**What is expected**
In the data below, the answer is the run of lines from the line containing "in exported rows." through the line containing "fn default() ->", both included; print it exactly and nothing else.
*** Opening Source material ***
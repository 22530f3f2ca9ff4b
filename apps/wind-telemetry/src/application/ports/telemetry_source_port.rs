//! Telemetry Source Port (Driven Port)
//!
//! Interface for fetching raw records from the upstream telemetry API.

use async_trait::async_trait;

use crate::domain::normalization::RawRecord;

/// Which upstream feed to read.
#[derive(Debug, Clone, Copy, PartialEq, Eq, Hash)]
pub enum FetchMode {
    /// Full history, used by the historical store.
    Historical,
    /// Most recent batch, used by the realtime store.
    Latest,
}

impl FetchMode {
    /// Get the mode name.
    #[must_use]
    pub const fn as_str(self) -> &'static str {
        match self {
            Self::Historical => "historical",
            Self::Latest => "latest",
        }
    }
}

/// Transport-level failure talking to the upstream API.
#[derive(Debug, Clone, PartialEq, Eq, thiserror::Error)]
pub enum FetchError {
    /// The request did not complete within the configured timeout.
    #[error("upstream request timed out")]
    Timeout,

    /// The upstream endpoint does not exist.
    #[error("upstream endpoint not found")]
    NotFound,

    /// The upstream server failed.
    #[error("upstream server error: HTTP {status}")]
    Server {
        /// HTTP status code.
        status: u16,
    },

    /// Any other non-success status.
    #[error("unexpected upstream status: HTTP {status}")]
    Status {
        /// HTTP status code.
        status: u16,
    },

    /// Connection or protocol failure.
    #[error("upstream transport error: {message}")]
    Transport {
        /// Error details.
        message: String,
    },
}

impl FetchError {
    /// Map a non-success HTTP status to an error.
    #[must_use]
    pub const fn from_status(status: u16) -> Self {
        match status {
            404 => Self::NotFound,
            500..=599 => Self::Server { status },
            _ => Self::Status { status },
        }
    }

    /// Error category, used as a metric label.
    #[must_use]
    pub const fn category(&self) -> &'static str {
        match self {
            Self::Timeout => "timeout",
            Self::NotFound => "not_found",
            Self::Server { .. } => "server",
            Self::Status { .. } => "status",
            Self::Transport { .. } => "transport",
        }
    }
}

/// Fetch capability for raw upstream records.
///
/// Structurally invalid responses are not errors: implementations return an
/// empty sequence for them and reserve `Err` for transport failures.
#[cfg_attr(test, mockall::automock)]
#[async_trait]
pub trait TelemetrySourcePort: Send + Sync {
    /// Fetch raw records for `instrument_model` in the given mode.
    async fn fetch(
        &self,
        mode: FetchMode,
        instrument_model: &str,
    ) -> Result<Vec<RawRecord>, FetchError>;
}

#[cfg(test)]
mod tests {
    use super::*;

    #[test]
    fn status_mapping() {
        assert_eq!(FetchError::from_status(404), FetchError::NotFound);
        assert_eq!(FetchError::from_status(503), FetchError::Server { status: 503 });
        assert_eq!(FetchError::from_status(401), FetchError::Status { status: 401 });
    }

    #[test]
    fn categories() {
        assert_eq!(FetchError::Timeout.category(), "timeout");
        assert_eq!(
            FetchError::Transport {
                message: "reset".to_string()
            }
            .category(),
            "transport"
        );
        assert_eq!(FetchMode::Latest.as_str(), "latest");
    }
}
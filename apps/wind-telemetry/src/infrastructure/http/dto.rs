//! Request and response types for the query API.

use chrono::{DateTime, Utc};
use serde::{Deserialize, Serialize};

use crate::domain::query::QueryStatus;
use crate::domain::reading::Reading;
use crate::domain::summary::Summary;

/// `?instrumentModel=`
#[derive(Debug, Clone, Default, Deserialize)]
#[serde(rename_all = "camelCase")]
pub struct ModelQuery {
    /// Requested instrument model.
    pub instrument_model: Option<String>,
}

/// `?from=&to=`, plus `format=` for exports.
#[derive(Debug, Clone, Default, Deserialize)]
pub struct RangeQuery {
    /// Lower bound.
    pub from: Option<String>,
    /// Upper bound.
    pub to: Option<String>,
    /// Export format.
    pub format: Option<String>,
}

impl RangeQuery {
    /// Both bounds, if present and non-blank.
    #[must_use]
    pub fn bounds(&self) -> Option<(&str, &str)> {
        fn non_blank(value: Option<&String>) -> Option<&str> {
            value.map(String::as_str).map(str::trim).filter(|v| !v.is_empty())
        }

        Some((non_blank(self.from.as_ref())?, non_blank(self.to.as_ref())?))
    }
}

/// `?n=`
#[derive(Debug, Clone, Default, Deserialize)]
pub struct LatestQuery {
    /// Requested count; anything that is not an integer uses the default.
    pub n: Option<String>,
}

impl LatestQuery {
    /// Parsed count.
    #[must_use]
    pub fn count(&self) -> Option<i64> {
        self.n.as_deref().and_then(|n| n.trim().parse().ok())
    }
}

/// `?instrumentModel=&intervalSecs=`
#[derive(Debug, Clone, Default, Deserialize)]
#[serde(rename_all = "camelCase")]
pub struct PollerStartQuery {
    /// Model to poll.
    pub instrument_model: Option<String>,
    /// Tick interval in seconds.
    pub interval_secs: Option<String>,
}

/// Plain acknowledgement.
#[derive(Debug, Clone, Serialize)]
pub struct MessageResponse {
    /// Acknowledgement text.
    pub message: String,
}

/// Result of a manual realtime refresh.
#[derive(Debug, Clone, Serialize)]
#[serde(rename_all = "camelCase")]
pub struct RealtimeRefreshResponse {
    /// Acknowledgement text.
    pub message: String,
    /// Model now held by the realtime store.
    pub instrument_model: String,
    /// Commit instant of the new generation.
    pub refreshed_at: DateTime<Utc>,
}

/// Recent readings and their summary.
#[derive(Debug, Clone, Serialize)]
#[serde(rename_all = "camelCase")]
pub struct RealtimeLatestResponse {
    /// Requested instrument model.
    pub instrument_model: String,
    /// Readings inside the recency window.
    pub readings: Vec<Reading>,
    /// Summary of `readings`.
    pub summary: Summary,
    /// Query status.
    pub status: QueryStatus,
}

/// Poller stop acknowledgement.
#[derive(Debug, Clone, Serialize)]
pub struct PollerStopResponse {
    /// Whether a running timer was cancelled.
    pub stopped: bool,
}

#[cfg(test)]
mod tests {
    use super::*;

    #[test]
    fn blank_bounds_are_missing() {
        let query = RangeQuery {
            from: Some("2024-01-01".to_string()),
            to: Some("  ".to_string()),
            format: None,
        };
        assert!(query.bounds().is_none());
        assert!(RangeQuery::default().bounds().is_none());
    }

    #[test]
    fn bounds_are_trimmed() {
        let query = RangeQuery {
            from: Some(" 2024-01-01 ".to_string()),
            to: Some("2024-01-02".to_string()),
            format: None,
        };
        assert_eq!(query.bounds(), Some(("2024-01-01", "2024-01-02")));
    }

    #[test]
    fn latest_count_is_lenient() {
        let count = |n: &str| LatestQuery { n: Some(n.to_string()) }.count();
        assert_eq!(count("5"), Some(5));
        assert_eq!(count("-2"), Some(-2));
        assert_eq!(count("many"), None);
        assert_eq!(LatestQuery::default().count(), None);
    }
}
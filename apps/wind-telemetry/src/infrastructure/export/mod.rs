//! Export Renderers
//!
//! Adapters for the export renderer port, one per [`ExportFormat`].

mod delimited;
mod spreadsheet;

use std::sync::Arc;

pub use delimited::CsvRenderer;
pub use spreadsheet::SpreadsheetRenderer;

use crate::application::ports::{ExportFormat, ExportRendererPort};

/// Timestamp layout used in exported rows.
pub const EXPORT_TIMESTAMP_FORMAT: &str = "%Y-%m-%d %H:%M:%S";

/// Column headers shared by every export format.
pub const EXPORT_COLUMNS: [&str; 4] = ["Instrument", "Position", "Wind Speed (km/h)", "Timestamp"];

/// Renderer lookup by format.
#[derive(Clone)]
pub struct ExportRenderers {
    csv: Arc<dyn ExportRendererPort>,
    spreadsheet: Arc<dyn ExportRendererPort>,
}

impl std::fmt::Debug for ExportRenderers {
    fn fmt(&self, f: &mut std::fmt::Formatter<'_>) -> std::fmt::Result {
        f.debug_struct("ExportRenderers").finish_non_exhaustive()
    }
}

impl Default for ExportRenderers {
    fn default() -> Self {
        Self::new(Arc::new(CsvRenderer), Arc::new(SpreadsheetRenderer))
    }
}

impl ExportRenderers {
    /// Create a registry from explicit renderers.
    #[must_use]
    pub fn new(csv: Arc<dyn ExportRendererPort>, spreadsheet: Arc<dyn ExportRendererPort>) -> Self {
        Self { csv, spreadsheet }
    }

    /// Renderer for `format`.
    #[must_use]
    pub fn get(&self, format: ExportFormat) -> &dyn ExportRendererPort {
        match format {
            ExportFormat::Csv => self.csv.as_ref(),
            ExportFormat::Spreadsheet => self.spreadsheet.as_ref(),
        }
    }
}

#[cfg(test)]
mod tests {
    use super::*;

    #[test]
    fn lookup_matches_format() {
        let renderers = ExportRenderers::default();
        assert_eq!(renderers.get(ExportFormat::Csv).format(), ExportFormat::Csv);
        assert_eq!(
            renderers.get(ExportFormat::Spreadsheet).format(),
            ExportFormat::Spreadsheet
        );
    }
}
*** Closing Source material ***
**Solution**
/// Timestamp layout used in exported rows.
pub const EXPORT_TIMESTAMP_FORMAT: &str = "%Y-%m-%d %H:%M:%S";

/// Column headers shared by every export format.
pub const EXPORT_COLUMNS: [&str; 4] = ["Instrument", "Position", "Wind Speed (km/h)", "Timestamp"];

/// Renderer lookup by format.
#[derive(Clone)]
pub struct ExportRenderers {
    csv: Arc<dyn ExportRendererPort>,
    spreadsheet: Arc<dyn ExportRendererPort>,
}

impl std::fmt::Debug for ExportRenderers {
    fn fmt(&self, f: &mut std::fmt::Formatter<'_>) -> std::fmt::Result {
        f.debug_struct("ExportRenderers").finish_non_exhaustive()
    }
}

impl Default for ExportRenderers {
    fn default() -> Self {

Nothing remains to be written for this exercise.